EK: No that was nice!


JH: Okay okay sorry, yes of course.


EK: Don’t hate on the quantum John.


EK: For our next act, I’m going to attempt to explain a few of the quantum buzzwords you have heard floating around. We’re going to grab quantum by the throat 


JH: That’s so violent!


EK: And at the end of this, I promise you, we’re gonna get it. Some of it. Uncertainty, Non-locality, entanglement, double-slit experiment, which is essentially what Dr. Binney just talked about there at the end, the magic, but I am going to boil it down for you, and we’re going to forget about Schrodinger's Cat, I know someone out there was waiting for it, apparently most scientists agree it’s silly, so you let em know at that dinner party the next time someone mentions Schrodinger's Cat. It’s silly


EK: Ok, so there are a few basic principles of Quantum mechanics. Just realizing how hilarious this is, that I of all people am teaching a class on quantum mechanics. Ok, so one that I think is probably heard of the most is the Uncertainty principle.


JH: Yeah wow, which is not very promising as a title.


EK: No, it isn’t. Now, this is how Lee Smolin, whose name you have also heard a few times already in this episode – he is a theoretical physicist and renowned for his contributions to the problem of something called quantum gravity, he is the big leagues – anyway, so this is how Smolin explains the Uncertainty Principle:


EK: “Make a list of everything you need to know about a system to completely describe it. This will be the information needed to correctly predict each future precisely. In quantum mechanics, you can only know half this information, at any one time, although which half you know is up to you. If you know the half precisely, the other half is completely random. In a quantum state you have complete knowledge of half.” 


EK: So, in classical physics, things come in pairs. If you want to figure out when something will be somewhere, you need to know its position and its momentum. In a quantum state, you would only get to know half of the stuff you need. And why is that? Nobody knows. Here is Smolin himself on the topic. This is from a lecture held at the perimeter institute for theoretical physics. You can find it on Youtube.



Lee Smolin: The uncertainty principle says, that’s what you need to know? Tough.

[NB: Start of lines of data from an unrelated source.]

use crate::models::{Connection, NetworkNode, SecurityZone, SecurityZoneType, ThreatEvent};
use parking_lot::Mutex;
use std::sync::Arc;

pub type Shared<T> = Arc<Mutex<T>>;

pub fn new_state<T>(value: T) -> Shared<T> {
    Arc::new(Mutex::new(value))
}

/// État complet de la topologie, possédé par le store.
///
/// `selected_node` est une copie : `update_node` la corrige en place pour que
/// le panneau de détails reste à jour sans re-sélection.
#[derive(Debug, Clone, Default, PartialEq)]
pub struct TopologyState {
    pub nodes: Vec<NetworkNode>,
    pub connections: Vec<Connection>,
    pub selected_node: Option<NetworkNode>,
    pub security_zones: Vec<SecurityZone>,
    pub threat_events: Vec<ThreatEvent>,
    pub filtered_zone: Option<SecurityZoneType>,
}

impl TopologyState {
    /// Premier nœud portant cet id (les doublons sont tolérés).
    pub fn node(&self, id: &str) -> Option<&NetworkNode> {
        self.nodes.iter().find(|n| n.id == id)
    }
}
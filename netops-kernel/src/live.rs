/**
 * LIVE UPDATE CLIENT - Client du feed topologie temps réel
 *
 * RÔLE : Décode chaque frame texte du feed et l'applique au store.
 * Un frame invalide est journalisé puis ignoré, le flux continue.
 *
 * ARCHITECTURE : `FrameHandler` branché sur la boucle de reconnexion partagée.
 * Compteurs atomiques (sessions, frames appliqués/rejetés) pour le dashboard.
 */

use crate::error::FeedError;
use crate::feed::{apply_message, decode_frame};
use crate::store::TopologyStore;
use crate::transport::{spawn_reconnecting, FrameHandler, StreamHandle};
use serde::Serialize;
use std::sync::atomic::{AtomicU64, Ordering};
use std::sync::Arc;
use std::time::Duration;
use tracing::{error, warn};
use url::Url;

#[derive(Debug, Clone, Copy, Default, PartialEq, Eq, Serialize)]
pub struct FeedHealth {
    pub sessions: u64,
    pub frames_applied: u64,
    pub frames_malformed: u64,
    pub frames_unknown: u64,
    pub transport_errors: u64,
}

#[derive(Default)]
struct FeedCounters {
    sessions: AtomicU64,
    applied: AtomicU64,
    malformed: AtomicU64,
    unknown: AtomicU64,
    transport_errors: AtomicU64,
}

pub struct LiveUpdateClient {
    store: TopologyStore,
    counters: FeedCounters,
}

impl LiveUpdateClient {
    pub fn new(store: TopologyStore) -> Self {
        Self { store, counters: FeedCounters::default() }
    }

    pub fn store(&self) -> &TopologyStore {
        &self.store
    }

    /// Démarre la boucle de reconnexion sur l'endpoint du feed.
    pub fn spawn(self: &Arc<Self>, url: Url, reconnect_delay: Duration) -> StreamHandle {
        spawn_reconnecting("feed", url, reconnect_delay, Arc::clone(self))
    }

    pub fn health(&self) -> FeedHealth {
        FeedHealth {
            sessions: self.counters.sessions.load(Ordering::Relaxed),
            frames_applied: self.counters.applied.load(Ordering::Relaxed),
            frames_malformed: self.counters.malformed.load(Ordering::Relaxed),
            frames_unknown: self.counters.unknown.load(Ordering::Relaxed),
            transport_errors: self.counters.transport_errors.load(Ordering::Relaxed),
        }
    }
}

impl FrameHandler for LiveUpdateClient {
    fn on_open(&self) {
        self.counters.sessions.fetch_add(1, Ordering::Relaxed);
    }

    fn on_frame(&self, text: &str) {
        match decode_frame(text) {
            Ok(message) => {
                apply_message(&self.store, message);
                self.counters.applied.fetch_add(1, Ordering::Relaxed);
            }
            Err(FeedError::UnknownType(kind)) => {
                warn!(%kind, "unknown feed message type");
                self.counters.unknown.fetch_add(1, Ordering::Relaxed);
            }
            Err(e) => {
                error!("failed to parse feed frame: {e}");
                self.counters.malformed.fetch_add(1, Ordering::Relaxed);
            }
        }
    }

    fn on_error(&self, error: &FeedError) {
        error!("feed transport error: {error}");
        self.counters.transport_errors.fetch_add(1, Ordering::Relaxed);
    }
}

#[cfg(test)]
mod tests {
    use super::*;
    use serde_json::json;

    #[test]
    fn test_bad_frame_does_not_block_next_one() {
        let client = LiveUpdateClient::new(TopologyStore::new());

        client.on_frame("{ this is not json");
        client.on_frame(
            &json!({
                "type": "node_add",
                "node": {
                    "id": "n1",
                    "name": "db-1",
                    "ipAddress": "10.1.0.5",
                    "type": "server",
                    "location": { "lat": 52.52, "lng": 13.4 },
                    "status": "online"
                }
            })
            .to_string(),
        );

        assert_eq!(client.store().node_count(), 1);
        let health = client.health();
        assert_eq!(health.frames_malformed, 1);
        assert_eq!(health.frames_applied, 1);
    }

    #[test]
    fn test_unknown_type_is_counted_and_ignored() {
        let client = LiveUpdateClient::new(TopologyStore::new());

        client.on_frame(r#"{"type": "threat_event", "id": "t1"}"#);

        assert_eq!(client.store().revision(), 0);
        assert_eq!(client.health().frames_unknown, 1);
    }
}
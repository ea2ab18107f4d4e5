/**
 * FEED TOPOLOGIE - Décodage et dispatch des frames du feed live
 *
 * RÔLE : Transforme chaque frame texte en `FeedMessage` puis l'applique au store.
 * Le backend omet les champs vides : chaque payload est optionnel, un payload
 * absent (ou `null`) est un no-op, sauf `initial_state` qui vide toujours les nœuds.
 *
 * UTILITÉ : Un type inconnu se distingue d'un JSON invalide pour la journalisation.
 */

use crate::error::FeedError;
use crate::models::{ConnectionRef, NetworkNode, NodePatch};
use crate::store::TopologyStore;
use serde::{Deserialize, Serialize};
use serde_json::Value;
use tracing::{debug, info};

pub const MESSAGE_TYPES: [&str; 5] = [
    "initial_state",
    "node_add",
    "node_update",
    "node_remove",
    "connections_update",
];

#[derive(Debug, Clone, PartialEq, Serialize, Deserialize)]
#[serde(tag = "type", rename_all = "snake_case")]
pub enum FeedMessage {
    InitialState {
        #[serde(default)]
        nodes: Option<Vec<NetworkNode>>,
    },
    NodeAdd {
        #[serde(default)]
        node: Option<NetworkNode>,
    },
    NodeUpdate {
        #[serde(default)]
        node: Option<NodePatch>,
    },
    NodeRemove {
        #[serde(default)]
        id: Option<String>,
    },
    ConnectionsUpdate {
        #[serde(default)]
        connections: Option<Vec<ConnectionRef>>,
    },
}

impl FeedMessage {
    pub fn kind(&self) -> &'static str {
        match self {
            FeedMessage::InitialState { .. } => "initial_state",
            FeedMessage::NodeAdd { .. } => "node_add",
            FeedMessage::NodeUpdate { .. } => "node_update",
            FeedMessage::NodeRemove { .. } => "node_remove",
            FeedMessage::ConnectionsUpdate { .. } => "connections_update",
        }
    }
}

/// Décode un frame texte. Le discriminant `type` est lu en premier : un type
/// inconnu donne [`FeedError::UnknownType`], pas une erreur de décodage.
pub fn decode_frame(text: &str) -> Result<FeedMessage, FeedError> {
    let value: Value = serde_json::from_str(text)?;
    let kind = match value.get("type") {
        Some(Value::String(kind)) => kind.clone(),
        _ => return Err(FeedError::MissingType),
    };
    if !MESSAGE_TYPES.contains(&kind.as_str()) {
        return Err(FeedError::UnknownType(kind));
    }
    Ok(serde_json::from_value(value)?)
}

/// Applique un message décodé au store.
pub fn apply_message(store: &TopologyStore, message: FeedMessage) {
    match message {
        FeedMessage::InitialState { nodes } => {
            store.clear_nodes();
            let nodes = nodes.unwrap_or_default();
            let count = nodes.len();
            for node in nodes {
                store.add_node(node);
            }
            info!(count, "loaded initial nodes");
        }
        FeedMessage::NodeAdd { node: Some(node) } => {
            info!(name = %node.name, id = %node.id, "node added");
            store.add_node(node);
        }
        FeedMessage::NodeUpdate { node: Some(patch) } => {
            info!(id = %patch.id, "node updated");
            store.update_node(&patch.id, &patch);
        }
        FeedMessage::NodeRemove { id: Some(id) } if !id.is_empty() => {
            info!(%id, "node removed");
            store.remove_node(&id);
        }
        FeedMessage::ConnectionsUpdate { connections: Some(connections) } => {
            info!(count = connections.len(), "connections updated");
            store.set_connections(&connections);
        }
        other => {
            debug!(kind = other.kind(), "frame without payload ignored");
        }
    }
}

#[cfg(test)]
mod tests {
    use super::*;
    use crate::models::{DeviceType, Location, NodeStatus};
    use serde_json::json;

    fn node_json(id: &str) -> Value {
        json!({
            "id": id,
            "name": format!("host-{id}"),
            "ipAddress": "192.0.2.1",
            "type": "server",
            "location": { "lat": 51.5, "lng": -0.12 },
            "status": "online",
            "connections": 1
        })
    }

    #[test]
    fn test_decode_known_types() {
        let msg = decode_frame(&json!({"type": "node_remove", "id": "X"}).to_string()).unwrap();
        assert_eq!(msg, FeedMessage::NodeRemove { id: Some("X".into()) });

        let msg = decode_frame(
            &json!({"type": "connections_update", "connections": [{"from": "a", "to": "b"}]}).to_string(),
        )
        .unwrap();
        assert_eq!(
            msg,
            FeedMessage::ConnectionsUpdate { connections: Some(vec![ConnectionRef::new("a", "b")]) }
        );
    }

    #[test]
    fn test_decode_rejections() {
        assert!(matches!(decode_frame("not json"), Err(FeedError::Decode(_))));
        assert!(matches!(decode_frame(r#"{"id": "X"}"#), Err(FeedError::MissingType)));
        assert!(matches!(
            decode_frame(r#"{"type": "heartbeat"}"#),
            Err(FeedError::UnknownType(kind)) if kind == "heartbeat"
        ));
        assert!(matches!(
            decode_frame(r#"{"type": "node_add", "node": {"id": 42}}"#),
            Err(FeedError::Decode(_))
        ));
    }

    #[test]
    fn test_initial_state_replaces_nodes_in_order() {
        let store = TopologyStore::new();
        store.add_node(NetworkNode::new(
            "stale",
            DeviceType::Router,
            "stale",
            Location { lat: 0.0, lng: 0.0 },
            "10.9.9.9",
            NodeStatus::Offline,
        ));

        let frame = json!({"type": "initial_state", "nodes": [node_json("a"), node_json("b")]});
        apply_message(&store, decode_frame(&frame.to_string()).unwrap());

        let ids: Vec<String> = store.nodes().into_iter().map(|n| n.id).collect();
        assert_eq!(ids, vec!["a", "b"]);
    }

    #[test]
    fn test_initial_state_with_null_nodes_clears() {
        let store = TopologyStore::new();
        apply_message(&store, decode_frame(&json!({"type": "node_add", "node": node_json("a")}).to_string()).unwrap());

        apply_message(&store, decode_frame(r#"{"type": "initial_state", "nodes": null}"#).unwrap());

        assert_eq!(store.node_count(), 0);
    }

    #[test]
    fn test_missing_payload_is_noop() {
        let store = TopologyStore::new();
        store.set_connections(&[ConnectionRef::new("a", "b")]);
        let revision = store.revision();

        apply_message(&store, decode_frame(r#"{"type": "connections_update"}"#).unwrap());
        apply_message(&store, decode_frame(r#"{"type": "node_add"}"#).unwrap());
        apply_message(&store, decode_frame(r#"{"type": "node_remove", "id": ""}"#).unwrap());

        assert_eq!(store.revision(), revision);
        assert_eq!(store.connections().len(), 1);
    }

    #[test]
    fn test_node_update_merges_partial_payload() {
        let store = TopologyStore::new();
        apply_message(&store, decode_frame(&json!({"type": "node_add", "node": node_json("a")}).to_string()).unwrap());

        let frame = json!({"type": "node_update", "node": {"id": "a", "status": "critical"}});
        apply_message(&store, decode_frame(&frame.to_string()).unwrap());

        let node = store.node("a").unwrap();
        assert_eq!(node.status, NodeStatus::Critical);
        assert_eq!(node.name, "host-a");
    }

    #[test]
    fn test_node_remove_clears_selection() {
        let store = TopologyStore::new();
        apply_message(&store, decode_frame(&json!({"type": "node_add", "node": node_json("X")}).to_string()).unwrap());
        store.select_node(store.node("X"));

        apply_message(&store, decode_frame(r#"{"type": "node_remove", "id": "X"}"#).unwrap());

        assert!(store.selected_node().is_none());
    }
}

You can only have half of it. And thats really what it says. And why it’s exactly half we don’t know. That’s why its a principle. I always teach this and a student raises her hand and it’s a good question, explain to me why the principle is true. That’s the point, it’s a principle. It’s the part, everything else can be explained given it. So we don’t know why it’s half. We don’t know why you can choose the half. You can know as much as you want about any half you’d like. And I’m going to make use of that in a little bit.


EK: And there is a formula that expresses this uncertainty principle, and that expression was invented by Werner Heisenberg or Werner Heisenberg, who, you’re going to tell us more about later, right John?


JH: Yes, let’s see, maybe in the next episode he will come up again. 


EK: Ok, next up: Entanglement. Here is Smolin on the topic:


LS: Let's consider that we have two particles A and B and we put them in some quantum state. Now I told you the first principle is that if we consider them as one system we can have a state that describes half the information that we might imagine we need about them. But here’s an interesting thing we can do in quantum mechanics, we can put them in a state where we know everything precisely about some relationship between them and nothing at all about them individually. And this is called an entangled state. An example is the contrary state I call it. It’s actually known as the bell state and some other technical things but we’re going to call it the contrary state. In which you pick some property, say the position or the momentum of particle A and particle B and we measure them both. 


LS: And whatever is the result of particle A the opposite will be the result for particle B. So if the property is momentum if particle A is going that way with some momentum particle B is going that way with some momentum. If the property is whether you like dogs or cats, if particle A likes dogs particle B will like dogs. And so on. It’s true for all the properties that you might be sensibly thinking about. So that’s the property called entanglement. 


EK: He goes on to talk about how for a long time, the property of entangled states wasn’t understood right away, in the 1920s when it was discovered. The first time it was somewhat understood was by Einstein who wrote a paper about it in 1935. But it wasn’t until many years later that it became useful. And now, there is a whole world of quantum technology based on using these entangled states. Like quantum computing. There is another example that I think visualizes entanglement quite well. 


EK: Think about two balls, one is white and the other is black. If you are given the white ball, you know for certain that the other ball is the black one. But the weird thing is that the properties of the balls, in this case thier colors, aren't fixed until the moment they are observed or examined. So in this scenario, both balls would be gray until they are looked at, and in that moment one turns white and the other black. And so this suggests that the two balls are somehow connected with each other. 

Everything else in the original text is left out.